Bunların yanısıra “romantik itaatkârlar” ve “realist isyankârlar” diye adlandırılan iki ara tür daha vardır ama ziyâde istisnâî durumlarda ortaya çıkdıkları, hattâ ortaya bile doğru dürüst çıkmayıp sâdece çıkarmış gibi yapdıkları için onlardan ancak yerim kalırsa bahsedeceğim.
Asıl yazar türlerine gelince, romantik isyankârlar, adlarından da anlaşılacağı üzere iki vasfa sâhibdirler:
Bir- Romantik olurlar.
İki- İsyankârdırlar.
Böyle olunca da kendilerine “romantik isyankârlar” adı verilmesi bir bakıma zarûret hâline gelmişdir.
Başka ne denecekdi ki?
Realist itaatkârların en önemli özelliklerine bakacak olursak bunların bir yandan “realist” olurken aynı zamanda “itaatkârlık” çizgisine de sâdık kaldıklarını görürüz ki kendilerine “realist itaatkâr” denilmesine zannımca bu durum sebebiyet vermişdir.
Yoksa herhalde başka bir şey denilirdi.
Şimdi merâmımızın daha iyi anlaşılabilmesi için bu iki yazar türünün olaylara bakış tarzına kısaca eğilmemiz fenâ olmaz. Lütfen defterlerinizi kapayıp kalemlerinizi sıraların üzerine bırakdıkdan sonra arkanıza yaslanın ve kollarınızı göğsünüz üzerine kavuşturarak can kulağıyla beni dinleyin:
Farzedelim ki Başbakanımız Erdoğan “Gezi Muhârebeleri”ndeki son durumu arâzîde incelemek üzere Taksim’e geldi, bir süre etrâfı dolaşdı, müteâkıben Meydan’ın karşı yakasındaki bir terasda oturup bir bardak ayran içdi ve gitdi.
Romantik isyankâr bu haberi şöyle verir:
“Başbakan Erdoğan’ın daha Taksim’e gelişi bile problemliydi. Sütbeyazı bir rahvan atın sırtında şimşek gibi meydana girerek önce Anıt’ın çevresinde bir tur atdıkdan sonra kamçısıyla çizmelerini döve döve Gezi tarafına yönelmek yerine cadı gibi simsiyah bir arabanın içinde...”
Realist itaatkârlar ise olaya değişik bakarlar:
“O arabanın o saatde Sıraselviler tarafından Meydan’a varamayacağı belliydi. Bize sorsaydı biz ya yolu açmanın çâresine bakar ya da kendisini ellerimiz üzerinde taşıyarak... Kaldı ki oranın ayranı ekşi olup...”

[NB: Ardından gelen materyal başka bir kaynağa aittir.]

use std::fmt;
use std::str::FromStr;

use serde::{Deserialize, Serialize};

use crate::error::Error;

// ── Enums ───────────────────────────────────────────────────────────

/// How hard a meal is to cook. Stored as `LOW`/`MED`/`HIGH` text.
#[derive(Debug, Clone, Copy, PartialEq, Eq, Hash, Serialize, Deserialize)]
#[serde(rename_all = "UPPERCASE")]
pub enum Difficulty {
    Low,
    Med,
    High,
}

impl Difficulty {
    pub fn as_str(self) -> &'static str {
        match self {
            Self::Low => "LOW",
            Self::Med => "MED",
            Self::High => "HIGH",
        }
    }
}

impl FromStr for Difficulty {
    type Err = Error;

    fn from_str(s: &str) -> Result<Self, Error> {
        match s {
            "LOW" => Ok(Self::Low),
            "MED" => Ok(Self::Med),
            "HIGH" => Ok(Self::High),
            other => Err(Error::InvalidDifficulty(other.to_string())),
        }
    }
}

impl fmt::Display for Difficulty {
    fn fmt(&self, f: &mut fmt::Formatter<'_>) -> fmt::Result {
        f.write_str(self.as_str())
    }
}

/// Outcome of one battle for one combatant.
#[derive(Debug, Clone, Copy, PartialEq, Eq)]
pub enum BattleOutcome {
    Win,
    Loss,
}

impl FromStr for BattleOutcome {
    type Err = Error;

    fn from_str(s: &str) -> Result<Self, Error> {
        match s {
            "win" => Ok(Self::Win),
            "loss" => Ok(Self::Loss),
            other => Err(Error::InvalidOutcome(other.to_string())),
        }
    }
}

/// Leaderboard ordering.
#[derive(Debug, Clone, Copy, PartialEq, Eq, Default)]
pub enum SortKey {
    #[default]
    Wins,
    WinPct,
}

impl FromStr for SortKey {
    type Err = Error;

    fn from_str(s: &str) -> Result<Self, Error> {
        match s {
            "wins" => Ok(Self::Wins),
            "win_pct" => Ok(Self::WinPct),
            other => Err(Error::InvalidSortKey(other.to_string())),
        }
    }
}

// ── Records ─────────────────────────────────────────────────────────

/// A live catalog row as returned by lookups. The stats columns stay in the
/// store; combatants only need identity and scoring inputs.
#[derive(Debug, Clone, PartialEq, Serialize, Deserialize)]
pub struct Meal {
    pub id: i64,
    pub meal: String,
    pub cuisine: String,
    pub price: f64,
    pub difficulty: Difficulty,
}

/// One leaderboard row. `win_pct` is wins/battles as a percentage, rounded
/// to one decimal place.
#[derive(Debug, Clone, PartialEq, Serialize)]
pub struct LeaderboardEntry {
    pub id: i64,
    pub meal: String,
    pub cuisine: String,
    pub price: f64,
    pub difficulty: Difficulty,
    pub battles: i64,
    pub wins: i64,
    pub win_pct: f64,
}
use std::fmt;
use std::path::PathBuf;

use thiserror::Error as ThisError;

/// Key a meal was looked up by, carried by not-found/deleted errors so the
/// message names what the caller actually asked for.
#[derive(Debug, Clone, PartialEq, Eq)]
pub enum MealKey {
    Id(i64),
    Name(String),
}

impl fmt::Display for MealKey {
    fn fmt(&self, f: &mut fmt::Formatter<'_>) -> fmt::Result {
        match self {
            Self::Id(id) => write!(f, "ID {id}"),
            Self::Name(name) => write!(f, "name '{name}'"),
        }
    }
}

/// Everything that can go wrong in the catalog, the arena, or the random
/// source. Callers translate each variant into their own response shape.
#[derive(Debug, ThisError)]
pub enum Error {
    #[error("Invalid price: {0}. Price must be a positive number.")]
    InvalidPrice(f64),

    #[error("Invalid difficulty level: {0}. Must be 'LOW', 'MED', or 'HIGH'.")]
    InvalidDifficulty(String),

    #[error("Invalid sort_by parameter: {0}")]
    InvalidSortKey(String),

    #[error("Invalid result: {0}. Expected 'win' or 'loss'.")]
    InvalidOutcome(String),

    #[error("Combatant list is full, cannot add more combatants.")]
    RosterFull,

    #[error("Two combatants must be prepped for a battle.")]
    InsufficientCombatants,

    #[error("Meal with {0} not found")]
    NotFound(MealKey),

    #[error("Meal with {0} has been deleted")]
    Deleted(MealKey),

    /// Name-uniqueness violation, surfaced apart from other database errors.
    #[error("Meal with name '{0}' already exists")]
    DuplicateMeal(String),

    #[error("database error: {0}")]
    Database(#[source] sqlx::Error),

    #[error("failed to read schema script {}: {source}", .path.display())]
    SchemaScript {
        path: PathBuf,
        source: std::io::Error,
    },

    #[error("Request to random.org timed out.")]
    RandomTimeout,

    #[error("Request to random.org failed: {0}")]
    RandomRequest(#[source] reqwest::Error),

    #[error("Invalid response from random.org: {0}")]
    InvalidRandomResponse(String),
}
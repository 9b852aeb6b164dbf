use std::path::PathBuf;

use sqlx::sqlite::{SqlitePool, SqlitePoolOptions};
use tracing::{error, info, warn};

use crate::config::Settings;
use crate::error::{Error, MealKey};
use crate::meal::{BattleOutcome, Difficulty, LeaderboardEntry, Meal, SortKey};

/// Tagged lookup state of a meal row.
enum RowState {
    Live,
    Deleted,
    Missing,
}

/// Full row shape for lookups: id, meal, cuisine, price, difficulty, deleted.
type MealRow = (i64, String, String, f64, String, bool);

/// SQLite-backed meal catalog. Every operation runs on its own pooled
/// connection; the pool returns it on every exit path.
pub struct MealStore {
    pool: SqlitePool,
    schema_path: PathBuf,
}

impl MealStore {
    /// Open the catalog database, creating file and parent directories on
    /// first use.
    pub async fn connect(settings: &Settings) -> Result<Self, Error> {
        if let Some(parent) = settings.db_path.parent() {
            let _ = std::fs::create_dir_all(parent);
        }

        let url = format!("sqlite://{}?mode=rwc", settings.db_path.display());
        let pool = SqlitePoolOptions::new()
            .max_connections(5)
            .connect(&url)
            .await
            .map_err(db_err)?;

        info!("Connected to meal catalog at {}", settings.db_path.display());
        Ok(Self {
            pool,
            schema_path: settings.schema_path.clone(),
        })
    }

    /// Wrap an existing pool. Tests use this with an in-memory database.
    pub fn from_pool(pool: SqlitePool, schema_path: impl Into<PathBuf>) -> Self {
        Self {
            pool,
            schema_path: schema_path.into(),
        }
    }

    /// Insert a new meal with zeroed stats. Price and difficulty are
    /// validated before the database is touched; a name collision surfaces
    /// as [`Error::DuplicateMeal`].
    pub async fn create_meal(
        &self,
        meal: &str,
        cuisine: &str,
        price: f64,
        difficulty: &str,
    ) -> Result<(), Error> {
        if !(price > 0.0) {
            return Err(Error::InvalidPrice(price));
        }
        let difficulty: Difficulty = difficulty.parse()?;

        let inserted = sqlx::query(
            r#"INSERT INTO meals (meal, cuisine, price, difficulty)
               VALUES (?, ?, ?, ?)"#,
        )
        .bind(meal)
        .bind(cuisine)
        .bind(price)
        .bind(difficulty.as_str())
        .execute(&self.pool)
        .await;

        match inserted {
            Ok(_) => {
                info!("Meal successfully added to the database: {meal}");
                Ok(())
            }
            Err(sqlx::Error::Database(e)) if e.is_unique_violation() => {
                error!("Duplicate meal name: {meal}");
                Err(Error::DuplicateMeal(meal.to_string()))
            }
            Err(e) => Err(db_err(e)),
        }
    }

    /// Soft-delete: flag the row, keep its stats.
    pub async fn delete_meal(&self, id: i64) -> Result<(), Error> {
        match self.row_state(id).await? {
            RowState::Missing => {
                info!("Meal with ID {id} not found");
                Err(Error::NotFound(MealKey::Id(id)))
            }
            RowState::Deleted => {
                info!("Meal with ID {id} has already been deleted");
                Err(Error::Deleted(MealKey::Id(id)))
            }
            RowState::Live => {
                sqlx::query("UPDATE meals SET deleted = TRUE WHERE id = ?")
                    .bind(id)
                    .execute(&self.pool)
                    .await
                    .map_err(db_err)?;
                info!("Meal with ID {id} marked as deleted.");
                Ok(())
            }
        }
    }

    pub async fn get_meal_by_id(&self, id: i64) -> Result<Meal, Error> {
        let row: Option<MealRow> = sqlx::query_as(
            "SELECT id, meal, cuisine, price, difficulty, deleted FROM meals WHERE id = ?",
        )
        .bind(id)
        .fetch_optional(&self.pool)
        .await
        .map_err(db_err)?;

        meal_from_row(row, MealKey::Id(id))
    }

    pub async fn get_meal_by_name(&self, name: &str) -> Result<Meal, Error> {
        let row: Option<MealRow> = sqlx::query_as(
            "SELECT id, meal, cuisine, price, difficulty, deleted FROM meals WHERE meal = ?",
        )
        .bind(name)
        .fetch_optional(&self.pool)
        .await
        .map_err(db_err)?;

        meal_from_row(row, MealKey::Name(name.to_string()))
    }

    /// All non-deleted meals that have battled, ordered descending by the
    /// requested key.
    pub async fn leaderboard(&self, sort_by: &str) -> Result<Vec<LeaderboardEntry>, Error> {
        let key: SortKey = sort_by.parse().inspect_err(|_| {
            error!("Invalid sort_by parameter: {sort_by}");
        })?;
        let order = match key {
            SortKey::Wins => "wins DESC",
            SortKey::WinPct => "win_pct DESC",
        };

        let sql = format!(
            r#"SELECT id, meal, cuisine, price, difficulty, battles, wins,
                      (wins * 1.0 / battles) AS win_pct
               FROM meals WHERE deleted = FALSE AND battles > 0
               ORDER BY {order}"#
        );
        let rows: Vec<(i64, String, String, f64, String, i64, i64, f64)> = sqlx::query_as(&sql)
            .fetch_all(&self.pool)
            .await
            .map_err(db_err)?;

        if rows.is_empty() {
            warn!("The meal catalog is empty.");
        }

        let mut entries = Vec::with_capacity(rows.len());
        for (id, meal, cuisine, price, difficulty, battles, wins, win_pct) in rows {
            entries.push(LeaderboardEntry {
                id,
                meal,
                cuisine,
                price,
                difficulty: difficulty.parse()?,
                battles,
                wins,
                // wins/battles as a percentage, one decimal place
                win_pct: (win_pct * 1000.0).round() / 10.0,
            });
        }

        info!("Leaderboard retrieved successfully");
        Ok(entries)
    }

    /// Record one battle result: battles always increments, wins only on a
    /// win. Nothing is mutated when the row is missing or deleted.
    pub async fn update_meal_stats(&self, id: i64, result: &str) -> Result<(), Error> {
        match self.row_state(id).await? {
            RowState::Missing => {
                info!("Meal with ID {id} not found");
                return Err(Error::NotFound(MealKey::Id(id)));
            }
            RowState::Deleted => {
                info!("Meal with ID {id} has been deleted");
                return Err(Error::Deleted(MealKey::Id(id)));
            }
            RowState::Live => {}
        }

        let sql = match result.parse::<BattleOutcome>()? {
            BattleOutcome::Win => {
                "UPDATE meals SET battles = battles + 1, wins = wins + 1 WHERE id = ?"
            }
            BattleOutcome::Loss => "UPDATE meals SET battles = battles + 1 WHERE id = ?",
        };
        sqlx::query(sql)
            .bind(id)
            .execute(&self.pool)
            .await
            .map_err(db_err)?;

        Ok(())
    }

    /// Recreate the meals table from the schema script, discarding all rows.
    pub async fn reset_all(&self) -> Result<(), Error> {
        let script =
            std::fs::read_to_string(&self.schema_path).map_err(|source| Error::SchemaScript {
                path: self.schema_path.clone(),
                source,
            })?;

        match sqlx::raw_sql(&script).execute(&self.pool).await {
            Ok(_) => {
                info!("Meals cleared successfully.");
                Ok(())
            }
            Err(e) => {
                error!("Database error while clearing meals: {e}");
                Err(Error::Database(e))
            }
        }
    }

    async fn row_state(&self, id: i64) -> Result<RowState, Error> {
        let row: Option<(bool,)> = sqlx::query_as("SELECT deleted FROM meals WHERE id = ?")
            .bind(id)
            .fetch_optional(&self.pool)
            .await
            .map_err(db_err)?;

        Ok(match row {
            None => RowState::Missing,
            Some((true,)) => RowState::Deleted,
            Some((false,)) => RowState::Live,
        })
    }
}

fn meal_from_row(row: Option<MealRow>, key: MealKey) -> Result<Meal, Error> {
    match row {
        None => {
            info!("Meal with {key} not found");
            Err(Error::NotFound(key))
        }
        Some((.., true)) => {
            info!("Meal with {key} has been deleted");
            Err(Error::Deleted(key))
        }
        Some((id, meal, cuisine, price, difficulty, false)) => Ok(Meal {
            id,
            meal,
            cuisine,
            price,
            difficulty: difficulty.parse()?,
        }),
    }
}

fn db_err(e: sqlx::Error) -> Error {
    error!("Database error: {e}");
    Error::Database(e)
}

#[cfg(test)]
pub(crate) mod testutil {
    use super::*;

    /// Fresh store on a single-connection in-memory database (a second
    /// pooled connection would see its own empty memory database).
    pub(crate) async fn memory_store() -> MealStore {
        let pool = SqlitePoolOptions::new()
            .max_connections(1)
            .connect("sqlite::memory:")
            .await
            .expect("in-memory sqlite");
        let schema = concat!(env!("CARGO_MANIFEST_DIR"), "/sql/create_meal_table.sql");
        let store = MealStore::from_pool(pool, schema);
        store.reset_all().await.expect("schema script");
        store
    }
}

Görüldüğü üzere bu iki bakış tarzı arasındaki zıddıyet böylesine basit bir meselede dahî gayrı-kaabil-i telîf ölçülere varırken çok daha önemli durumlarda âdetâ ülke güvenliğini tehdîd edici boyutlara ulaşmaktadır.

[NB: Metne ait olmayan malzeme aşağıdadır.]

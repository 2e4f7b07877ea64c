//! View model types representing the renderable filter control.
//!
//! View models are computed from a [`FilterState`](crate::app::FilterState)
//! by `FilterState::compute_viewmodel()` and consumed by the markup
//! components. They contain no decisions, only display-ready data: every
//! label is resolved, every active/selected flag is set, and every
//! interaction anchor is spelled out as a typed action.
//!
//! # Example
//!
//! ```rust
//! use filter_section::ui::viewmodel::{BreadcrumbAction, BreadcrumbSegment};
//!
//! let root = BreadcrumbSegment {
//!     label: "All".to_string(),
//!     action: Some(BreadcrumbAction::Reset),
//! };
//! assert!(root.is_interactive());
//! ```

/// Complete view model for one render.
#[derive(Debug, Clone, PartialEq, Eq)]
pub struct FilterViewModel {
    /// Search field contents.
    pub search: SearchBoxInfo,

    /// Label in front of the breadcrumb.
    pub category_label: String,

    /// Text between breadcrumb segments.
    pub breadcrumb_separator: String,

    /// Breadcrumb trail, root first.
    pub breadcrumb: Vec<BreadcrumbSegment>,

    /// Category buttons for the current depth, or the loading placeholder.
    pub categories: CategoryListing,

    /// Item-count selector.
    pub limit: SelectorInfo,

    /// Sort selector.
    pub sort: SelectorInfo,
}

/// Search field display information.
#[derive(Debug, Clone, PartialEq, Eq)]
pub struct SearchBoxInfo {
    /// Current search text, unescaped.
    pub value: String,
    /// Placeholder shown when the field is empty.
    pub placeholder: String,
}

/// What clicking a breadcrumb segment asks the event layer to do.
#[derive(Debug, Clone, PartialEq, Eq)]
pub enum BreadcrumbAction {
    /// Clear both selection levels.
    Reset,
    /// Keep this first-level category, clear the second level.
    Category1(String),
}

/// One segment of the breadcrumb trail.
#[derive(Debug, Clone, PartialEq, Eq)]
pub struct BreadcrumbSegment {
    /// Display text.
    pub label: String,
    /// `None` for the current, non-interactive leaf.
    pub action: Option<BreadcrumbAction>,
}

impl BreadcrumbSegment {
    /// Whether the segment is rendered as a clickable button.
    #[must_use]
    pub const fn is_interactive(&self) -> bool {
        self.action.is_some()
    }
}

/// What clicking a category button asks the event layer to do.
#[derive(Debug, Clone, PartialEq, Eq)]
pub enum CategoryAction {
    /// Select a first-level category.
    SelectCategory1(String),
    /// Select a second-level category under `category1`.
    SelectCategory2 {
        /// The unchanged first-level selection.
        category1: String,
        /// The candidate second-level category.
        category2: String,
    },
}

/// A selectable category button.
#[derive(Debug, Clone, PartialEq, Eq)]
pub struct CategoryButton {
    /// Display text.
    pub label: String,
    /// Interaction carried by the button.
    pub action: CategoryAction,
    /// Whether the button gets active styling.
    pub is_active: bool,
}

/// Category listing for the current depth.
#[derive(Debug, Clone, PartialEq, Eq)]
pub enum CategoryListing {
    /// Categories are still loading; only a placeholder is shown.
    Loading {
        /// Placeholder text.
        message: String,
    },
    /// Buttons for the current depth. May be empty.
    Buttons(Vec<CategoryButton>),
}

impl CategoryListing {
    /// Buttons in display order; empty while loading.
    #[must_use]
    pub fn buttons(&self) -> &[CategoryButton] {
        match self {
            Self::Loading { .. } => &[],
            Self::Buttons(buttons) => buttons,
        }
    }
}

/// A `<select>` with its options.
#[derive(Debug, Clone, PartialEq, Eq)]
pub struct SelectorInfo {
    /// Element id, the anchor the event layer reads from.
    pub id: &'static str,
    /// Label shown in front of the selector.
    pub label: String,
    /// Options in enumeration order.
    pub options: Vec<OptionEntry>,
}

impl SelectorInfo {
    /// The option marked selected, if any.
    #[must_use]
    pub fn selected(&self) -> Option<&OptionEntry> {
        self.options.iter().find(|option| option.is_selected)
    }
}

/// One `<option>`.
#[derive(Debug, Clone, PartialEq, Eq)]
pub struct OptionEntry {
    /// Wire value.
    pub value: &'static str,
    /// Display text.
    pub label: String,
    /// Whether this option is pre-selected.
    pub is_selected: bool,
}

Bu içler acısı vaziyet karşısında meselâ Muhâlefet Lideri Sayın Kılıçdaroğlu’nun vatanperverâne bir gayretle “Bu arkadaşlardan ne köy olur ne kasaba!” şeklindeki uyarısı maatteessüf gerekli endîşe ve ilgiyi uyandıramamakda ve kelimenin tam anlamıyla güme gitmektedir.
Bence bu eksiği gidermenin yegâne yolu Sayın Kılıçdaroğlu’nun bundan böyle nezâketi bir yana bırakarak bu zevâta anlayacakları dilden hitâb etmesidir.
Örneğin “Bu arkadaşlardan...” yerine “Bunlardan ne köy olur ne kasaba!” dese bu üslûb, muhâtablarını derhâl sayıyla kendilerine getireceği gibi beni de oturup bu tür yazılar yazmak külfetinden kurtarmış olur.
Onun için bir kere daha tekrâr ediyorum:
Bu vatan hepimizin, arkadaşlar!
Amour
Bülent Gündüz adlı bir Franko-Türk rejisör “Roboski, mon amour” adlı bir film çevirmiş. Belki hârikulâde bir filmdir ama ismi beni biraz rahatsız etdi.
Kalburüstü Fransız rejisörlerinden Alain Resnais’nin 1959 yapımı ve “Hiroshima, monamour” adlı filmini fazlaca hatırlatıyor. Üstelik çok bilinen ve olağanüstü değer verilen bir filmdir.
Şahsen Bülent Gündüz’ü tanımam. Ama Alain Resnais’den bîhaber olacağına ihtimâl vermiyorum. Onun için kendi filmine neden böyle bir ad verme ihtiyâcını hissetdiğini anlayamadım.
Önemli bulmayanlar olabilir ama ben önemli buluyorum.